Here I am, not even three days into my summer break and I’ve fully gotten myself back into the grind. Last night I stayed up until three in the morning with my boyfriend while he finished a paper for his Global Politics class and I re-designed the layout for my poetry blog. Got back up at around seven-ish and have been fine-tuning some posts and some graphic work (also for my poetry, might end up doing some more for quotes I particularly liked from ‘Till the Last Petal Falls when I get around to it). Five minutes ago I fixed my themes on my Tumblr so that you could actually access all of my links. As soon as I finish off my morning coffee I’m going to head off to the gym to walk for an hour, do my morning prayers, and then come back and query a couple more bookstores.
Also today, I’m going through this first run of ‘Till the Last Petal Falls to help my publisher correct those little typos so that they won’t appear in the ebook release (which we are waiting to submit until the typos have been killed) and in subsequent print runs. The first draft manuscript for To Dwell in Dreams is still circulating for feedback and edits, and I’m trying really hard not to think about it so much.
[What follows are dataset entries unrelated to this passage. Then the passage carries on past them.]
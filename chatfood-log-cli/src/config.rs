//! 설정 관리 -- chatfood-log.toml 파싱 및 환경변수 오버라이드
//!
//! # 설정 로딩 우선순위
//! 1. CLI 인자 (최고 우선)
//! 2. 환경변수 (`CHATFOOD_ANALYZER_SLOW_THRESHOLD_MS=500` 형식)
//! 3. 설정 파일 (`chatfood-log.toml`)
//! 4. 기본값 (`Default` 구현)
//!
//! 설정 파일을 명시하지 않았고 기본 경로에도 파일이 없으면 기본값을 사용합니다.
//!
//! ```toml
//! [general]
//! log_level = "info"
//! log_format = "json"
//!
//! [analyzer]
//! slow_threshold_ms = 1000
//! top_error_patterns = 5
//! hourly_bar_unit = 10
//! ```

use std::path::Path;

use serde::{Deserialize, Serialize};
use tracing::warn;

use chatfood_log_analyzer::AnalyzerConfig;

use crate::error::CliError;

/// 명시적 경로가 없을 때 찾는 기본 설정 파일
pub const DEFAULT_CONFIG_PATH: &str = "chatfood-log.toml";

/// CLI 통합 설정
#[derive(Debug, Clone, Default, PartialEq, Serialize, Deserialize)]
pub struct AppConfig {
    /// 일반 설정
    #[serde(default)]
    pub general: GeneralConfig,
    /// 분석기 설정
    #[serde(default)]
    pub analyzer: AnalyzerConfig,
}

/// 일반 설정
#[derive(Debug, Clone, PartialEq, Serialize, Deserialize)]
#[serde(default)]
pub struct GeneralConfig {
    /// 로그 레벨 (trace, debug, info, warn, error)
    pub log_level: String,
    /// 로그 형식 (json, pretty)
    pub log_format: String,
}

impl Default for GeneralConfig {
    fn default() -> Self {
        Self {
            log_level: "warn".to_owned(),
            log_format: "pretty".to_owned(),
        }
    }
}

impl AppConfig {
    /// 설정을 로드하고 환경변수 오버라이드와 검증을 적용합니다.
    ///
    /// `path`가 `None`이면 [`DEFAULT_CONFIG_PATH`]가 있을 때만 읽습니다.
    pub async fn load(path: Option<&Path>) -> Result<Self, CliError> {
        let mut config = match path {
            Some(path) => Self::from_file(path).await?,
            None => {
                let default_path = Path::new(DEFAULT_CONFIG_PATH);
                if tokio::fs::try_exists(default_path).await.unwrap_or(false) {
                    Self::from_file(default_path).await?
                } else {
                    Self::default()
                }
            }
        };
        config.apply_env_overrides();
        config.validate()?;
        Ok(config)
    }

    /// TOML 파일에서 설정을 로드합니다 (환경변수 오버라이드 없음).
    pub async fn from_file(path: impl AsRef<Path>) -> Result<Self, CliError> {
        let path = path.as_ref();
        let content = tokio::fs::read_to_string(path).await.map_err(|e| {
            if e.kind() == std::io::ErrorKind::NotFound {
                CliError::Config(format!("config file not found: {}", path.display()))
            } else {
                CliError::Config(format!("failed to read {}: {}", path.display(), e))
            }
        })?;
        Self::parse(&content)
    }

    /// TOML 문자열에서 설정을 파싱합니다.
    pub fn parse(toml_str: &str) -> Result<Self, CliError> {
        toml::from_str(toml_str)
            .map_err(|e| CliError::Config(format!("failed to parse config: {e}")))
    }

    /// 환경변수로 설정값을 오버라이드합니다.
    ///
    /// 환경변수 네이밍 규칙: `CHATFOOD_{SECTION}_{FIELD}`
    pub fn apply_env_overrides(&mut self) {
        override_string(&mut self.general.log_level, "CHATFOOD_GENERAL_LOG_LEVEL");
        override_string(&mut self.general.log_format, "CHATFOOD_GENERAL_LOG_FORMAT");

        override_parsed(
            &mut self.analyzer.slow_threshold_ms,
            "CHATFOOD_ANALYZER_SLOW_THRESHOLD_MS",
        );
        override_parsed(
            &mut self.analyzer.top_error_patterns,
            "CHATFOOD_ANALYZER_TOP_ERROR_PATTERNS",
        );
        override_parsed(
            &mut self.analyzer.hourly_bar_unit,
            "CHATFOOD_ANALYZER_HOURLY_BAR_UNIT",
        );
        override_parsed(
            &mut self.analyzer.progress_interval,
            "CHATFOOD_ANALYZER_PROGRESS_INTERVAL",
        );
    }

    /// 설정값의 유효성을 검증합니다.
    pub fn validate(&self) -> Result<(), CliError> {
        let valid_levels = ["trace", "debug", "info", "warn", "error"];
        if !valid_levels.contains(&self.general.log_level.as_str()) {
            return Err(CliError::Config(format!(
                "general.log_level: must be one of: {}",
                valid_levels.join(", ")
            )));
        }

        let valid_formats = ["json", "pretty"];
        if !valid_formats.contains(&self.general.log_format.as_str()) {
            return Err(CliError::Config(format!(
                "general.log_format: must be one of: {}",
                valid_formats.join(", ")
            )));
        }

        self.analyzer.validate()?;
        Ok(())
    }
}

fn override_string(target: &mut String, env_key: &str) {
    if let Ok(val) = std::env::var(env_key) {
        *target = val;
    }
}

fn override_parsed<T: std::str::FromStr>(target: &mut T, env_key: &str) {
    if let Ok(val) = std::env::var(env_key) {
        match val.parse::<T>() {
            Ok(parsed) => *target = parsed,
            Err(_) => warn!(
                env_key,
                value = val.as_str(),
                "failed to parse number from env var, ignoring"
            ),
        }
    }
}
After I’ve gotten those cataloged and taken care of, I’m going to upload the next section of a project I recently started on. It’s a kind of novella-in-short-stories currently titled Good Women that follows the friendship of three girls from high school until the birth of one of the girls’ first daughter. I’ve been kind of obsessed with this idea of what makes a good friend and what makes ‘good women’, and I’m playing with characters that I feel tend not to be ‘stars’ of most best-friend coming of age “novels for girls”- the main character, Aileen, is a Theology major who enjoys being the follower, even if she ends up the most materially successful and secure; her friend Teagan is a fashionista/photographer who gets kicked out of college for alcohol abuse and ends up in the Navy and doesn’t care about love or sex; and Trisanna is a loud-mouthed tomboy who is constantly aware of how lonely she is and how much she craves attention, but is almost incapable of committing to anything but the love of her best friends. They get into fights and rock at gym class and care almost too much about how tough they seem to other people- basically, I’m trying to write a story that showcases the kind of girl I was exposed to growing up- who is completely different than most of the ideological girls in mainstream writing (who are either stereotypical, or shamed/’fixed’ when they are shown as being different). At the moment, the story is an amalgamation of short-stories- we’ll see if that structure sticks or if I end up developing a flowing narrative…. ah, well. The cycle never ends.
Of course, I really only have to the end of this month to get as far into that as humanly possible- starting in June, I’m putting all of my creative writing projects to the side so that I can dig into and finish the first draft of my undergraduate thesis before my last semester of college starts in August. And I say that now so that I can get embarrassed when I end up slipping back into writing stories instead of thesis sections and actually have some incentive to get things done for school for once! I’ll be glad when I have finished college and I can focus more on my writing without having to stop in between to write paper for professors (even if I do love classes!)
Looks like the sun has come back out so I’m going to go soak in it for a little while before the rain comes back!